Indianapolis to pursue legal action against opioid manufacturers, distributors

 In Health
INDIANAPOLIS (WISH) – The city of Indianapolis on Thursday announced it will file a lawsuit against opioid manufacturers and distributors.

Mayor Joe Hogsett announced Thursday morning that the law firm of Cohen & Malad, LLP has been hired to pursue the legal action. Lead attorney Irwin Levin alleges the billion-dollar companies misled patients into thinking their pain medications were not addictive, to increase sales.

“We see that the industry took a drug that was orginally prescribed only for end of life palliative care, cancer treatment, and they marketed it for chronic pain,” said Levin.

Hogsett says their pain pill addiction led to other addictions, like heroin which increased the number of overdose deaths. 

“They all sought relief from pain and were instead administered addiction,” said Mayor Hogsett.

Nearly 350 people died as a result of opioid addiction in Marion County in 2016. It’s the highest number of overdose deaths to date in Marion County, but it doesn’t appear to be slowing down. In 2017 alone, Narcan, used to give naxolone to revive someone suffering from an overdose, has been administered more than 1,600 times. That’s a pace that will top last year’s record-high administrations of naxolone.

During a news conference Thursday morning, Mayor Hogsett and Levin placed blame on manufacturing and distributing companies like Purdue Pharma, Endo Health, Teva Pharmeceuticals, Cardinal Health, McKesson Corporation and AmerisourceBergen.
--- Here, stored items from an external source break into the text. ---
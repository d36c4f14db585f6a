//! WISP CLI
//!
//! Encrypted peer-to-peer file transfer over TCP

mod config;
mod files;
mod progress;

use std::collections::HashMap;
use std::net::SocketAddr;
use std::path::{Path, PathBuf};
use std::sync::Arc;
use std::time::Instant;

use anyhow::Context;
use clap::{Parser, Subcommand};
use console::style;
use tracing_subscriber::EnvFilter;
use wisp_core::{OutgoingFile, ReceiveEvent, SessionEvent, SessionManager};
use wisp_transport::{PeerId, TcpTransport};

use config::Config;
use progress::{TransferBar, format_bytes, format_duration};

/// WISP - encrypted, chunked file transfer between two peers
#[derive(Parser)]
#[command(name = "wisp")]
#[command(author, version, about, long_about = None)]
struct Cli {
    /// Enable verbose output
    #[arg(short, long)]
    verbose: bool,

    /// Configuration file path [default: <config dir>/wisp/config.toml]
    #[arg(short, long)]
    config: Option<PathBuf>,

    #[command(subcommand)]
    command: Commands,
}

#[derive(Subcommand)]
enum Commands {
    /// Send a file to a peer
    Send {
        /// File to send
        file: PathBuf,

        /// Receiver address, e.g. 192.168.1.20:7420
        peer: String,

        /// Local address to listen on while sending
        #[arg(short, long, default_value = "0.0.0.0:0")]
        bind: String,
    },

    /// Receive files from peers
    Receive {
        /// Output directory [default: from config]
        #[arg(short, long)]
        output: Option<PathBuf>,

        /// Listen address [default: from config]
        #[arg(short, long)]
        bind: Option<String>,

        /// Exit after the first file is saved
        #[arg(long)]
        once: bool,
    },

    /// Send a text message to a peer
    Message {
        /// Receiver address
        peer: String,

        /// Text to send
        text: String,
    },

    /// Show configuration
    Status,
}

#[tokio::main]
async fn main() -> anyhow::Result<()> {
    let cli = Cli::parse();

    // Load configuration
    let config_path = cli.config.clone().unwrap_or_else(Config::default_path);
    let config = if cli.config.is_some() {
        Config::load(&config_path)
            .with_context(|| format!("failed to load {}", config_path.display()))?
    } else {
        Config::load_or_default()?
    };
    config.validate()?;

    let level = if cli.verbose {
        "debug".to_string()
    } else {
        config.logging.level.to_lowercase()
    };
    tracing_subscriber::fmt()
        .with_env_filter(EnvFilter::try_from_default_env().unwrap_or_else(|_| EnvFilter::new(level)))
        .init();

    match cli.command {
        Commands::Send { file, peer, bind } => send_file(&file, &peer, &bind, &config).await,
        Commands::Receive { output, bind, once } => {
            let output = output.unwrap_or_else(|| config.transfer.output_dir.clone());
            let bind: SocketAddr = match bind {
                Some(bind) => bind.parse().with_context(|| format!("invalid bind address {bind}"))?,
                None => config.parse_listen_addr()?,
            };
            receive_files(&output, bind, once, &config).await
        }
        Commands::Message { peer, text } => send_message(&peer, &text, &config).await,
        Commands::Status => {
            show_status(&config, &config_path);
            Ok(())
        }
    }
}

/// Start a session bound to `bind`
async fn open_session(
    bind: SocketAddr,
    config: &Config,
) -> anyhow::Result<(SessionManager, tokio::sync::mpsc::UnboundedReceiver<SessionEvent>, PeerId)> {
    let transport = Arc::new(TcpTransport::new(bind));
    let (session, events) = SessionManager::with_config(transport, config.node_config())?;
    let local = session.start().await?;
    Ok((session, events, local))
}

/// Send a file to a peer
async fn send_file(file: &Path, peer: &str, bind: &str, config: &Config) -> anyhow::Result<()> {
    let data = tokio::fs::read(file)
        .await
        .with_context(|| format!("cannot read {}", file.display()))?;
    let name = file
        .file_name()
        .and_then(|n| n.to_str())
        .unwrap_or("unknown")
        .to_string();
    let mime_type = files::mime_for(file);
    let digest = blake3::hash(&data);

    println!("File: {}", file.display());
    println!("Size: {}", format_bytes(data.len() as u64));
    println!("Type: {mime_type}");
    println!("BLAKE3: {}", digest.to_hex());
    println!("Recipient: {peer}");

    let bind: SocketAddr = bind.parse().with_context(|| format!("invalid bind address {bind}"))?;
    let (session, _events, _local) = open_session(bind, config).await?;
    session.connect(peer).await?;

    let bar = TransferBar::bytes(data.len() as u64, &name);
    let started = Instant::now();
    let reporter = bar.clone();
    let result = session
        .send_file(peer, OutgoingFile::new(name, mime_type, data), move |p| {
            reporter.update_with_total(p.bytes_sent, p.bytes_total);
            tracing::trace!("{}% at {}", p.percent(), p.speed_string());
        })
        .await;

    match &result {
        Ok(()) => bar.finish_with_message(format!(
            "{} sent in {}",
            style("✓").green(),
            format_duration(started.elapsed())
        )),
        Err(e) => bar.abandon(format!("{} {e}", style("✗").red())),
    }

    if let Err(e) = session.disconnect(peer).await {
        tracing::debug!("Disconnect from {} after send: {}", peer, e);
    }
    session.stop().await;
    result?;
    Ok(())
}

/// Send one text message and hang up
async fn send_message(peer: &str, text: &str, config: &Config) -> anyhow::Result<()> {
    let (session, _events, _local) = open_session(SocketAddr::from(([0, 0, 0, 0], 0)), config).await?;
    session.connect(peer).await?;
    let result = session.send_message(peer, text).await;
    if let Err(e) = session.disconnect(peer).await {
        tracing::debug!("Disconnect from {} after message: {}", peer, e);
    }
    session.stop().await;
    result?;

    println!("{} Message sent to {peer}", style("✓").green());
    Ok(())
}

/// In-progress inbound transfer shown on screen
struct InboundBar {
    peer: PeerId,
    file_name: String,
    bar: TransferBar,
}

/// Receive files until interrupted
async fn receive_files(output: &Path, bind: SocketAddr, once: bool, config: &Config) -> anyhow::Result<()> {
    std::fs::create_dir_all(output)
        .with_context(|| format!("cannot create output directory {}", output.display()))?;

    let (session, mut events, local) = open_session(bind, config).await?;

    println!("Output directory: {}", output.display());
    println!("Listening on: {}", style(&local).bold());
    if bind.ip().is_unspecified() {
        println!("Peers dial this host's address on port {}", bind.port());
    }
    println!("Press Ctrl+C to stop");

    let mut bars: HashMap<String, InboundBar> = HashMap::new();

    loop {
        let event = tokio::select! {
            event = events.recv() => event,
            _ = tokio::signal::ctrl_c() => {
                println!("\nShutting down...");
                break;
            }
        };
        let Some(event) = event else { break };

        match event {
            SessionEvent::IncomingConnection { peer } => {
                println!("{} connected", style(&peer).cyan());
            }
            SessionEvent::Connected { .. } => {}
            SessionEvent::Disconnected {
                peer,
                abandoned_transfers,
            } => {
                bars.retain(|_, inbound| {
                    if inbound.peer == peer {
                        inbound.bar.abandon(format!("{} {} incomplete", style("✗").red(), inbound.file_name));
                        false
                    } else {
                        true
                    }
                });
                if abandoned_transfers > 0 {
                    println!(
                        "{} disconnected, {} transfer(s) abandoned",
                        style(&peer).cyan(),
                        abandoned_transfers
                    );
                } else {
                    println!("{} disconnected", style(&peer).cyan());
                }
            }
            SessionEvent::Received { peer, event } => match event {
                ReceiveEvent::TransferStarted {
                    transfer_id,
                    file_name,
                    total_chunks,
                } => {
                    let bar = TransferBar::chunks(total_chunks, &file_name);
                    bars.insert(transfer_id, InboundBar { peer, file_name, bar });
                }
                ReceiveEvent::ChunkReceived {
                    transfer_id, received, ..
                } => {
                    if let Some(inbound) = bars.get(&transfer_id) {
                        inbound.bar.update(received);
                    }
                }
                ReceiveEvent::FileReceived(file) => {
                    let finished = bars
                        .iter()
                        .find(|(_, inbound)| inbound.peer == peer && inbound.file_name == file.name)
                        .map(|(id, _)| id.clone());
                    let bar = finished.and_then(|id| bars.remove(&id)).map(|inbound| inbound.bar);

                    let digest = blake3::hash(&file.data);
                    let path = files::save_received(output, &file.name, &file.data)
                        .with_context(|| format!("cannot save {}", file.name))?;
                    let summary = format!(
                        "{} {} ({}, {}) -> {}",
                        style("✓").green(),
                        file.name,
                        file.mime_type,
                        format_bytes(file.data.len() as u64),
                        path.display()
                    );
                    match bar {
                        Some(bar) => bar.finish_with_message(summary),
                        None => println!("{summary}"),
                    }
                    println!("  BLAKE3: {}", digest.to_hex());

                    if once {
                        break;
                    }
                }
                ReceiveEvent::Message(text) => {
                    println!("{}: {text}", style(&peer).cyan());
                }
            },
            SessionEvent::Error { peer, error } => {
                tracing::warn!("Error from {}: {}", peer, error);
                println!("{} {peer}: {error}", style("!").yellow());
            }
        }
    }

    session.stop().await;
    Ok(())
}

/// Show configuration
fn show_status(config: &Config, path: &Path) {
    println!("WISP Status");
    println!("Version: {}", env!("CARGO_PKG_VERSION"));
    println!("Config: {}", path.display());
    println!();

    println!("Network:");
    println!("  Listen: {}", config.network.listen_addr);
    println!("  Connect timeout: {}s", config.network.connect_timeout_secs);
    println!();

    println!("Transfer:");
    println!("  Chunk size: {}", format_bytes(config.transfer.chunk_size as u64));
    println!("  Chunk delay: {}ms", config.transfer.chunk_delay_ms);
    println!("  Output: {}", config.transfer.output_dir.display());
    println!();

    println!("Logging:");
    println!("  Level: {}", config.logging.level);
}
Levin listed OxyContin and oxycodone as examples of prescription pain medications that are of particular concern. He said Suboxone and methadone would not be included in the lawsuit.

“These potential defendants spread the false message that opioids were safe for chronic pain and not addictive,” Levin alleges.

Levin says the companies have legal obligations to report suspicious opioid orders: “They saw unquestionably suspicious orders of opioids but turned a blind eye to their legal duties and obligations to stop and report those orders.”

The suit will seek damages for what the city has had to pay for extra resources, such as paying police to respond to drug-related incidents or overdoses, social services and the Narcan used to revive people who have overdosed.

“Just the cost of Narcan for the county over the past year is astronomical,” said Levin. He couldn’t give a dollar amount but said, “When you drill down and you look at everything the city has paid, it’s a lot of money. There’s a lot of need going forward.”

They city is also looking for what they call forward relief — to cover the cost of resources they need to move forward.

They accused the companies of being motivated by money, saying three of the distributors make up nearly 90 percent of the opioid market, raking in more than $100 billion last year alone.